Quanto alle minacce di Ahmedinejad contro Israele, ho più volte
affermato - anche sulla base dell'originale in far sì delle sue
dichiarazioni, che ho potuto controllare con amici iranisti - che
egli ha dichiarato, anche in termini duri e ostili, che sono lontano
dal condividere - non già che sia necessario distruggere Israele (e
tanto meno gli Israeliani), ma che Israele non potrà sopravvivere se
non muterà profondamente il proprio assetto istituzionale e non
troverà un'equilibrata forma di convivenza con il circostante mondo
arabo, anzitutto consentendo a un'autentica libertà e autonomia
della comunità palestinese.

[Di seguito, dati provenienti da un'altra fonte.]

impl McpProcessInner {
    async fn ensure_running(self: &Arc<Self>) -> Result<(), ToolInvokeError> {
        {
            let state = self.state.lock().await;
            if state.is_some() {
                return Ok(());
            }
        }

        info!(
            server = %self.server.name,
            command = %self.server.command.display(),
            args = ?self.server.args,
            "Launching MCP server"
        );

        let mut command = Command::new(&self.server.command);
        command
            .stdin(Stdio::piped())
            .stdout(Stdio::piped())
            .stderr(Stdio::inherit())
            .kill_on_drop(true);
        if let Some(dir) = &self.server.workdir {
            command.current_dir(dir);
        }
        if !self.server.args.is_empty() {
            command.args(&self.server.args);
        }
        for (key, value) in &self.server.env {
            command.env(key, value);
        }

        let mut child = command.spawn().map_err(|source| ToolInvokeError::Spawn {
            server: self.server.name.clone(),
            source,
        })?;

        let stdin = child
            .stdin
            .take()
            .ok_or_else(|| self.transport_error("failed to capture server stdin"))?;
        let stdout = child
            .stdout
            .take()
            .ok_or_else(|| self.transport_error("failed to capture server stdout"))?;

        {
            let mut writer = self.writer.lock().await;
            *writer = Some(BufWriter::new(stdin));
        }

        {
            let mut state = self.state.lock().await;
            *state = Some(RunningState { child });
        }

        let reader_self = Arc::clone(self);
        tokio::spawn(async move {
            reader_self.reader_loop(stdout).await;
        });

        match self.initialize_sequence().await {
            Ok(()) => Ok(()),
            Err(err) => {
                self.reset().await;
                Err(err)
            }
        }
    }

    async fn initialize_sequence(self: &Arc<Self>) -> Result<(), ToolInvokeError> {
        let params = json!({
            "protocolVersion": PROTOCOL_VERSION,
            "clientInfo": {
                "name": env!("CARGO_PKG_NAME"),
                "version": env!("CARGO_PKG_VERSION"),
                "title": "Browser Agent"
            },
            "capabilities": {}
        });
        let init_result = self.send_request("initialize", params).await?;
        if let Some(text) = init_result.get("instructions").and_then(Value::as_str) {
            let mut instructions = self.instructions.lock().await;
            *instructions = Some(text.to_string());
        }
        self.send_notification("notifications/initialized", json!({}))
            .await?;

        self.refresh_tools().await?;
        let tool_count = self.tool_cache.lock().await.len();
        debug!(
            server = %self.server.name,
            tools = tool_count,
            "MCP handshake complete"
        );
        Ok(())
    }

    async fn call_tool(&self, tool: &str, arguments: Value) -> Result<Value, ToolInvokeError> {
        let params = json!({
            "name": tool,
            "arguments": match arguments {
                Value::Null => Value::Object(Default::default()),
                other => other,
            }
        });
        self.send_request("tools/call", params).await
    }

    async fn refresh_tools(&self) -> Result<(), ToolInvokeError> {
        let result = self.send_request("tools/list", json!({})).await?;
        self.populate_tool_cache(result).await;
        Ok(())
    }

    /// Dispatch every line until EOF or a read error. Lines that are not
    /// UTF-8 JSON are logged and skipped.
    async fn reader_loop<R>(self: Arc<Self>, stdout: R)
    where
        R: AsyncRead + Unpin,
    {
        let mut reader = BufReader::new(stdout);
        let mut buf = Vec::new();
        loop {
            buf.clear();
            match reader.read_until(b'\n', &mut buf).await {
                Ok(0) => break,
                Ok(_) => {}
                Err(err) => {
                    warn!(server = %self.server.name, %err, "failed to read from MCP server");
                    break;
                }
            }

            let Ok(line) = std::str::from_utf8(&buf) else {
                debug!(
                    server = %self.server.name,
                    line = %String::from_utf8_lossy(&buf).trim(),
                    "skipping non-UTF-8 line from MCP server"
                );
                continue;
            };
            self.handle_line(line.trim()).await;
        }

        warn!(server = %self.server.name, "MCP server closed its output stream");
        self.reset().await;
    }

    async fn handle_line(self: &Arc<Self>, line: &str) {
        if line.is_empty() {
            return;
        }
        if line.starts_with('\u{1b}') {
            debug!(
                server = %self.server.name,
                line,
                "skipping non-JSON ANSI log line from MCP server"
            );
            return;
        }
        match serde_json::from_str::<Value>(line) {
            Ok(value) => {
                if let Err(err) = self.process_inbound_message(value).await {
                    warn!(
                        server = %self.server.name,
                        %err,
                        "failed to process message from MCP server"
                    );
                }
            }
            Err(source) => {
                warn!(
                    server = %self.server.name,
                    line,
                    %source,
                    "received invalid JSON from MCP server"
                );
            }
        }
    }

    async fn process_inbound_message(self: &Arc<Self>, value: Value) -> Result<(), ToolInvokeError> {
        match (value.get("id").cloned(), value.get("method").is_some()) {
            (Some(id), true) => self.handle_server_request(id, value).await,
            (Some(id), false) => {
                self.handle_response(id, value).await;
                Ok(())
            }
            (None, true) => {
                self.handle_notification(value).await;
                Ok(())
            }
            (None, false) => Ok(()),
        }
    }

    async fn handle_response(&self, id: Value, value: Value) {
        let Some(key) = response_key(&id) else {
            return;
        };

        let responder = {
            let mut pending = self.pending.lock().await;
            pending.remove(&key)
        };

        let Some(sender) = responder else {
            debug!(
                server = %self.server.name,
                response_id = key,
                "received response for unknown request"
            );
            return;
        };

        let outcome = match value.get("error") {
            Some(error) => {
                let code = error.get("code").and_then(Value::as_i64).unwrap_or(-32000);
                let message = error
                    .get("message")
                    .and_then(Value::as_str)
                    .unwrap_or("unknown error")
                    .to_string();
                Err(ToolInvokeError::Rpc {
                    server: self.server.name.clone(),
                    code,
                    message,
                })
            }
            None => Ok(value.get("result").cloned().unwrap_or(Value::Null)),
        };
        let _ = sender.send(outcome);
    }

    async fn handle_server_request(&self, id: Value, value: Value) -> Result<(), ToolInvokeError> {
        let method = value
            .get("method")
            .and_then(Value::as_str)
            .unwrap_or_default();
        match method {
            "ping" => self.send_response(id, json!({})).await,
            "roots/list" => self.send_response(id, json!({ "roots": [] })).await,
            // Runs are unattended, so there is nobody to answer a form.
            "elicitation/create" => {
                self.send_response(id, json!({ "action": "decline" }))
                    .await
            }
            other => {
                warn!(
                    server = %self.server.name,
                    method = other,
                    "server sent unsupported request"
                );
                let error = json!({
                    "code": -32601,
                    "message": format!("client does not implement method '{other}'"),
                });
                self.send_error(id, error).await
            }
        }
    }

    async fn handle_notification(self: &Arc<Self>, value: Value) {
        let Some(method) = value.get("method").and_then(Value::as_str) else {
            return;
        };
        debug!(
            server = %self.server.name,
            method,
            "received notification from server"
        );
        if method == "notifications/tools/list_changed" {
            // The reply arrives through this reader loop, so refresh off it.
            let inner = Arc::clone(self);
            tokio::spawn(async move {
                if let Err(err) = inner.refresh_tools().await {
                    warn!(
                        server = %inner.server.name,
                        %err,
                        "failed to refresh tool catalogue"
                    );
                }
            });
        }
    }

    async fn send_request(&self, method: &str, params: Value) -> Result<Value, ToolInvokeError> {
        let id = self.next_id();
        let (tx, rx) = oneshot::channel();
        {
            let mut pending = self.pending.lock().await;
            pending.insert(id.clone(), tx);
        }

        let payload = json!({
            "jsonrpc": "2.0",
            "id": id,
            "method": method,
            "params": params
        });
        if let Err(err) = self.write_message(&payload).await {
            self.pending.lock().await.remove(&id);
            return Err(err);
        }

        match rx.await {
            Ok(result) => result,
            Err(_) => Err(ToolInvokeError::Cancelled {
                server: self.server.name.clone(),
            }),
        }
    }

    async fn send_notification(&self, method: &str, params: Value) -> Result<(), ToolInvokeError> {
        let payload = json!({
            "jsonrpc": "2.0",
            "method": method,
            "params": params
        });
        self.write_message(&payload).await
    }

    async fn send_response(&self, id: Value, result: Value) -> Result<(), ToolInvokeError> {
        let payload = json!({
            "jsonrpc": "2.0",
            "id": id,
            "result": result
        });
        self.write_message(&payload).await
    }

    async fn send_error(&self, id: Value, error: Value) -> Result<(), ToolInvokeError> {
        let payload = json!({
            "jsonrpc": "2.0",
            "id": id,
            "error": error
        });
        self.write_message(&payload).await
    }

    async fn write_message(&self, message: &Value) -> Result<(), ToolInvokeError> {
        let mut encoded =
            serde_json::to_string(message).map_err(|source| ToolInvokeError::InvalidJson {
                server: self.server.name.clone(),
                source,
            })?;
        encoded.push('\n');

        let mut writer = self.writer.lock().await;
        let stream = writer
            .as_mut()
            .ok_or_else(|| self.transport_error("writer not initialised"))?;
        stream
            .write_all(encoded.as_bytes())
            .await
            .map_err(|source| self.transport_error(source.to_string()))?;
        stream
            .flush()
            .await
            .map_err(|source| self.transport_error(source.to_string()))?;
        Ok(())
    }

    async fn reset(&self) {
        {
            let mut writer = self.writer.lock().await;
            *writer = None;
        }

        let mut state = self.state.lock().await;
        if let Some(mut running) = state.take() {
            if let Err(err) = running.child.kill().await {
                debug!(
                    server = %self.server.name,
                    %err,
                    "failed to kill MCP server process (may have already exited)"
                );
            }
        }
        drop(state);

        self.tool_cache.lock().await.clear();
        self.instructions.lock().await.take();
        self.fail_all_pending().await;
    }

    async fn fail_all_pending(&self) {
        let mut pending = self.pending.lock().await;
        for (_, sender) in pending.drain() {
            let _ = sender.send(Err(ToolInvokeError::Terminated {
                server: self.server.name.clone(),
            }));
        }
    }

    async fn populate_tool_cache(&self, result: Value) {
        let Some(array) = result.get("tools").and_then(Value::as_array) else {
            return;
        };
        let mut cache = self.tool_cache.lock().await;
        cache.clear();
        for tool in array {
            if let Some(name) = tool.get("name").and_then(Value::as_str) {
                cache.insert(
                    name.to_string(),
                    ServerToolInfo {
                        name: name.to_string(),
                        server: self.server.name.clone(),
                        description: tool
                            .get("description")
                            .and_then(Value::as_str)
                            .map(str::to_string),
                        input_schema: tool.get("inputSchema").cloned(),
                    },
                );
            }
        }
    }

    fn next_id(&self) -> String {
        let id = self.id_counter.fetch_add(1, Ordering::SeqCst);
        format!("req-{id}")
    }

    fn transport_error(&self, message: impl Into<String>) -> ToolInvokeError {
        ToolInvokeError::Transport {
            server: self.server.name.clone(),
            message: message.into(),
        }
    }
}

Il discorso del presidente iraniano
potrà apparire incoerente e strumentale, forse perfino ipocrita: ma
non è lecito attribuirgli parole e intenzioni che non siano le sue,
correttamente analizzate e interpretate. L'immagine di un
Ahmedinejad che auspica la distruzione apocalittica d'Israele è
politicamente ridicola e moralmente infame: l'ho dichiarato anche in
TV, ad esempio in una trasmissione di
"Canale 10" (Firenze) in novembre: il direttore di tale emittente,
il noto giornalista Umberto Cecchi (ex parlamentare di Forza
Italia), non avrà difficoltà a confermarlo. Quanto al mio pensiero
sulla Repubblica Islamica dell'Iran, l'ho espresso nella mia
prefazione all'edizione italiana del libro dell'Imam Khomeini. Non
so quali pubbliche affermazioni improntate a libertà e indipendenza
di giudizio come quelle or ora citate siano state ultimamente
formulate da cari amici che, dalle loro comode cattedre
universitarie site in civilissimi ma decentrati paesi europei, mi
chiedono severamente conto del mio coraggio e della mia coerenza.